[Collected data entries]
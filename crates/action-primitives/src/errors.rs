//! Error types for browser primitives

use thiserror::Error;

#[derive(Debug, Error, Clone, PartialEq, Eq)]
pub enum ActionError {
    /// No candidate anchor resolved to a visible element
    #[error("target not found: {0}")]
    TargetNotFound(String),

    /// Page failed to load or reported an error
    #[error("navigation failed: {0}")]
    NavigationFailed(String),

    /// Browser or page connection is gone
    #[error("browser session lost: {0}")]
    SessionLost(String),

    #[error("timed out: {0}")]
    Timeout(String),

    #[error("invalid argument: {0}")]
    InvalidArgument(String),

    #[error("internal error: {0}")]
    Internal(String),
}

impl ActionError {
    /// Only a dead session ends a run outright.
    pub fn is_fatal(&self) -> bool {
        matches!(self, ActionError::SessionLost(_))
    }

    /// Whether retrying the same primitive could plausibly succeed.
    pub fn is_retryable(&self) -> bool {
        matches!(
            self,
            ActionError::TargetNotFound(_)
                | ActionError::NavigationFailed(_)
                | ActionError::Timeout(_)
        )
    }

    /// Error severity level (0=low, 1=medium, 2=high, 3=critical)
    pub fn severity(&self) -> u8 {
        match self {
            ActionError::SessionLost(_) => 3,
            ActionError::Internal(_) | ActionError::NavigationFailed(_) => 2,
            ActionError::TargetNotFound(_) | ActionError::Timeout(_) => 1,
            ActionError::InvalidArgument(_) => 0,
        }
    }
}
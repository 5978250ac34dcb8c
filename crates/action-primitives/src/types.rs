//! Core data types for browser primitives

use std::fmt;
use std::str::FromStr;
use std::time::Duration;

use serde::{Deserialize, Serialize};

use crate::errors::ActionError;

/// Default scroll distance in pixels.
pub const DEFAULT_SCROLL_AMOUNT: u32 = 300;

/// Anchor descriptor for element targeting
///
/// Represents different strategies for locating elements:
/// - CSS selector
/// - ARIA role and accessible name
/// - Text content matching
#[derive(Debug, Clone, PartialEq, Eq, Serialize, Deserialize)]
#[serde(rename_all = "snake_case", tag = "kind")]
pub enum AnchorDescriptor {
    Css { selector: String },
    Aria { role: String, name: String },
    Text { content: String, exact: bool },
}

impl AnchorDescriptor {
    pub fn css(selector: impl Into<String>) -> Self {
        AnchorDescriptor::Css {
            selector: selector.into(),
        }
    }

    pub fn text(content: impl Into<String>, exact: bool) -> Self {
        AnchorDescriptor::Text {
            content: content.into(),
            exact,
        }
    }
}

impl fmt::Display for AnchorDescriptor {
    fn fmt(&self, f: &mut fmt::Formatter<'_>) -> fmt::Result {
        match self {
            AnchorDescriptor::Css { selector } => write!(f, "css:{selector}"),
            AnchorDescriptor::Aria { role, name } => write!(f, "aria:{role}[name='{name}']"),
            AnchorDescriptor::Text { content, exact: true } => write!(f, "text:exact:'{content}'"),
            AnchorDescriptor::Text { content, exact: false } => {
                write!(f, "text:partial:'{content}'")
            }
        }
    }
}

/// Ordered anchor candidates derived from one free-form hint.
///
/// A session tries the candidates in order and acts on the first that
/// resolves to a visible element.
#[derive(Debug, Clone, PartialEq, Eq)]
pub struct Target {
    pub hint: String,
    pub candidates: Vec<AnchorDescriptor>,
}

impl Target {
    pub fn from_candidates(hint: impl Into<String>, candidates: Vec<AnchorDescriptor>) -> Self {
        Self {
            hint: hint.into(),
            candidates,
        }
    }

    pub fn is_empty(&self) -> bool {
        self.candidates.is_empty()
    }
}

impl fmt::Display for Target {
    fn fmt(&self, f: &mut fmt::Formatter<'_>) -> fmt::Result {
        f.write_str(&self.hint)
    }
}

#[derive(Debug, Clone, Copy, PartialEq, Eq, Default, Serialize, Deserialize)]
#[serde(rename_all = "snake_case")]
pub enum ScrollDirection {
    Up,
    #[default]
    Down,
    Left,
    Right,
    Top,
    Bottom,
}

impl FromStr for ScrollDirection {
    type Err = ActionError;

    fn from_str(raw: &str) -> Result<Self, Self::Err> {
        match raw.trim().to_ascii_lowercase().as_str() {
            "up" => Ok(ScrollDirection::Up),
            "down" | "" => Ok(ScrollDirection::Down),
            "left" => Ok(ScrollDirection::Left),
            "right" => Ok(ScrollDirection::Right),
            "top" => Ok(ScrollDirection::Top),
            "bottom" => Ok(ScrollDirection::Bottom),
            other => Err(ActionError::InvalidArgument(format!(
                "unknown scroll direction '{other}'"
            ))),
        }
    }
}

impl fmt::Display for ScrollDirection {
    fn fmt(&self, f: &mut fmt::Formatter<'_>) -> fmt::Result {
        let name = match self {
            ScrollDirection::Up => "up",
            ScrollDirection::Down => "down",
            ScrollDirection::Left => "left",
            ScrollDirection::Right => "right",
            ScrollDirection::Top => "top",
            ScrollDirection::Bottom => "bottom",
        };
        f.write_str(name)
    }
}

/// Low-level operation a [`crate::BrowserSession`] performs.
#[derive(Debug, Clone, PartialEq)]
pub enum Primitive {
    Click(Target),
    /// Replace the contents of the resolved field with `text`.
    Fill { target: Target, text: String },
    /// Type into whatever element currently has focus.
    TypeFocused(String),
    Scroll {
        direction: ScrollDirection,
        amount: u32,
    },
    Navigate { url: String, timeout: Duration },
    Wait(Duration),
    /// Read text from the target, or the whole body when `None`.
    ExtractText {
        target: Option<Target>,
        max_chars: usize,
    },
    ExtractLinks { limit: usize },
    /// Click the first visible anchor, if any.
    DismissOverlays(Vec<AnchorDescriptor>),
}

impl Primitive {
    pub fn name(&self) -> &'static str {
        match self {
            Primitive::Click(_) => "click",
            Primitive::Fill { .. } => "fill",
            Primitive::TypeFocused(_) => "type_focused",
            Primitive::Scroll { .. } => "scroll",
            Primitive::Navigate { .. } => "navigate",
            Primitive::Wait(_) => "wait",
            Primitive::ExtractText { .. } => "extract_text",
            Primitive::ExtractLinks { .. } => "extract_links",
            Primitive::DismissOverlays(_) => "dismiss_overlays",
        }
    }
}

#[derive(Debug, Clone, PartialEq, Eq, Serialize, Deserialize)]
pub struct PageLink {
    pub url: String,
    pub text: String,
}

/// Result payload of a successful primitive.
#[derive(Debug, Clone, PartialEq, Eq)]
pub enum PrimitiveOutcome {
    Done,
    Text(String),
    Links(Vec<PageLink>),
    /// Whether an overlay was found and clicked.
    Dismissed(bool),
}

#[cfg(test)]
mod tests {
    use super::*;

    #[test]
    fn parses_scroll_directions() {
        assert_eq!("UP".parse::<ScrollDirection>().unwrap(), ScrollDirection::Up);
        assert_eq!("".parse::<ScrollDirection>().unwrap(), ScrollDirection::Down);
        assert_eq!(
            " bottom ".parse::<ScrollDirection>().unwrap(),
            ScrollDirection::Bottom
        );
        assert!(matches!(
            "sideways".parse::<ScrollDirection>(),
            Err(ActionError::InvalidArgument(_))
        ));
    }

    #[test]
    fn anchors_render_for_logs() {
        assert_eq!(AnchorDescriptor::css("#q").to_string(), "css:#q");
        assert_eq!(
            AnchorDescriptor::text("Sign in", false).to_string(),
            "text:partial:'Sign in'"
        );
    }
}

**Aim of the exercise**
Taking the entries above, write out exactly each line from the one holding "self.candidates.is_empty()" to the one holding "Default, Serialize, Deserialize)]", both included, and stop there.

**The completed task**
        self.candidates.is_empty()
    }
}

impl fmt::Display for Target {
    fn fmt(&self, f: &mut fmt::Formatter<'_>) -> fmt::Result {
        f.write_str(&self.hint)
    }
}

#[derive(Debug, Clone, Copy, PartialEq, Eq, Default, Serialize, Deserialize)]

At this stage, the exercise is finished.